An Open Letter to My Sister
I've never had to deal with tragedy or grief before. I've never felt like I've lost anything. Until now. I don't know what the next few months will be like. I don't know what purpose God has for me here in the US. I don't know why things happened the way they did. But what I do know is this: I just want to be faithful. Your mantra during your fight against cancer has become my mantra for the rest of my life. It's not just something that I hope I'll remember, it's not something I'm doing in honor of your memory, and it's not a lesson that I learned from you. Your example reminded me again of who I am, and so I just want to be faithful because it is the deepest desire of my heart. It is an expression of who I am. I just want to be faithful. I want to be faithful in teaching my children who God is and how to walk in his truth. I want to be faithful in loving my wife, in the being the spiritual leader in our home.

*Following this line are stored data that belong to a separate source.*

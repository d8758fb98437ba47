//! Structural checks over a result batch, used as a debugging aid.

use std::collections::{HashMap, HashSet, VecDeque};

use nodebridge_core::{Node, NodeId};
use thiserror::Error;

#[derive(Debug, Clone, PartialEq, Eq, Error)]
pub enum ConsistencyError {
    #[error("duplicate node {0} in result batch")]
    DuplicateNode(NodeId),

    #[error("both {first} and {second} report accessibility focus")]
    DuplicateAccessibilityFocus { first: NodeId, second: NodeId },

    #[error("both {first} and {second} report input focus")]
    DuplicateInputFocus { first: NodeId, second: NodeId },

    #[error("{count} node(s) not connected to batch root {root}")]
    Disconnected { root: NodeId, count: usize },
}

/// Check that `nodes` form a single tree.
///
/// The root is found by following parent links from the first node while the
/// parent is in the batch; every node must then be reachable from it through
/// child links.
pub fn verify_tree(nodes: &[Node]) -> Result<(), ConsistencyError> {
    let Some(first) = nodes.first() else {
        return Ok(());
    };

    let mut by_id: HashMap<NodeId, &Node> = HashMap::with_capacity(nodes.len());
    let mut accessibility_focus: Option<NodeId> = None;
    let mut input_focus: Option<NodeId> = None;
    for node in nodes {
        if by_id.insert(node.id, node).is_some() {
            return Err(ConsistencyError::DuplicateNode(node.id));
        }
        if node.accessibility_focused {
            if let Some(first) = accessibility_focus {
                return Err(ConsistencyError::DuplicateAccessibilityFocus {
                    first,
                    second: node.id,
                });
            }
            accessibility_focus = Some(node.id);
        }
        if node.focused {
            if let Some(first) = input_focus {
                return Err(ConsistencyError::DuplicateInputFocus {
                    first,
                    second: node.id,
                });
            }
            input_focus = Some(node.id);
        }
    }

    let mut root = first;
    let mut climbed = 0;
    while let Some(parent) = root.parent_id.and_then(|id| by_id.get(&id).copied()) {
        climbed += 1;
        if climbed > nodes.len() {
            break;
        }
        root = parent;
    }

    let mut seen = HashSet::from([root.id]);
    let mut queue = VecDeque::from([root]);
    while let Some(node) = queue.pop_front() {
        for child_id in &node.child_ids {
            if let Some(child) = by_id.get(child_id) {
                if seen.insert(*child_id) {
                    queue.push_back(*child);
                }
            }
        }
    }

    if seen.len() != nodes.len() {
        return Err(ConsistencyError::Disconnected {
            root: root.id,
            count: nodes.len() - seen.len(),
        });
    }
    Ok(())
}

#[cfg(test)]
mod tests {
    use super::*;

    fn node(id: u32, parent: Option<u32>, children: &[u32]) -> Node {
        let mut n = Node::new(NodeId::host(id))
            .with_children(children.iter().map(|c| NodeId::host(*c)));
        n.parent_id = parent.map(NodeId::host);
        n
    }

    #[test]
    fn test_connected_batch_passes() {
        let batch = vec![
            node(2, Some(1), &[4]),
            node(1, None, &[2, 3]),
            node(3, Some(1), &[]),
            node(4, Some(2), &[]),
        ];
        assert_eq!(verify_tree(&batch), Ok(()));
    }

    #[test]
    fn test_duplicate_node_rejected() {
        let batch = vec![node(1, None, &[]), node(1, None, &[])];
        assert_eq!(
            verify_tree(&batch),
            Err(ConsistencyError::DuplicateNode(NodeId::host(1)))
        );
    }

    #[test]
    fn test_two_input_focuses_rejected() {
        let mut a = node(1, None, &[2]);
        let mut b = node(2, Some(1), &[]);
        a.focused = true;
        b.focused = true;
        assert!(matches!(
            verify_tree(&[a, b]),
            Err(ConsistencyError::DuplicateInputFocus { .. })
        ));
    }

    #[test]
    fn test_disconnected_node_rejected() {
        let batch = vec![
            node(1, None, &[2]),
            node(2, Some(1), &[]),
            node(9, Some(8), &[]),
        ];
        assert_eq!(
            verify_tree(&batch),
            Err(ConsistencyError::Disconnected {
                root: NodeId::host(1),
                count: 1
            })
        );
    }
}
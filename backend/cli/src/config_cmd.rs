//! `nodebridge config`: show the effective config or write a default one.

use std::path::Path;

use anyhow::{bail, Context, Result};
use clap::Subcommand;

use nodebridge_config::{apply_all_defaults, load_and_prepare, write_config, NodeBridgeConfig};

#[derive(Subcommand)]
pub enum ConfigAction {
    /// Print the effective config (file, env overrides and defaults) as YAML
    Show,
    /// Write a config file filled with defaults
    Init {
        /// Overwrite an existing file
        #[arg(long)]
        force: bool,
    },
}

pub async fn run(config_path: &Path, action: ConfigAction) -> Result<()> {
    match action {
        ConfigAction::Show => {
            let config = load_and_prepare(config_path).await?;
            let yaml = serde_yaml::to_string(&config).context("Failed to render config")?;
            println!("# {}", config_path.display());
            print!("{yaml}");
        }
        ConfigAction::Init { force } => {
            if config_path.exists() && !force {
                bail!(
                    "{} already exists (use --force to overwrite)",
                    config_path.display()
                );
            }
            let config = apply_all_defaults(NodeBridgeConfig::default());
            write_config(&config, config_path).await?;
            println!("Wrote {}", config_path.display());
        }
    }
    Ok(())
}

In my workplace, I want to be faithful and not be ashamed of Jesus but to share the Gospel through my words, my actions, and my attitude. In every aspect of my life, in every choice that I make, I want to be faithful. And in those times when I fail, when I fall short, when I am unfaithful, I want to confess my sins and return to my faithful Father. To our good, good Father.
I love you, Sarah, and I miss you SO MUCH. But you're with Jesus now, and you are once again setting an example that I will one day follow: an eternity of worshiping him and living joyfully in his presence.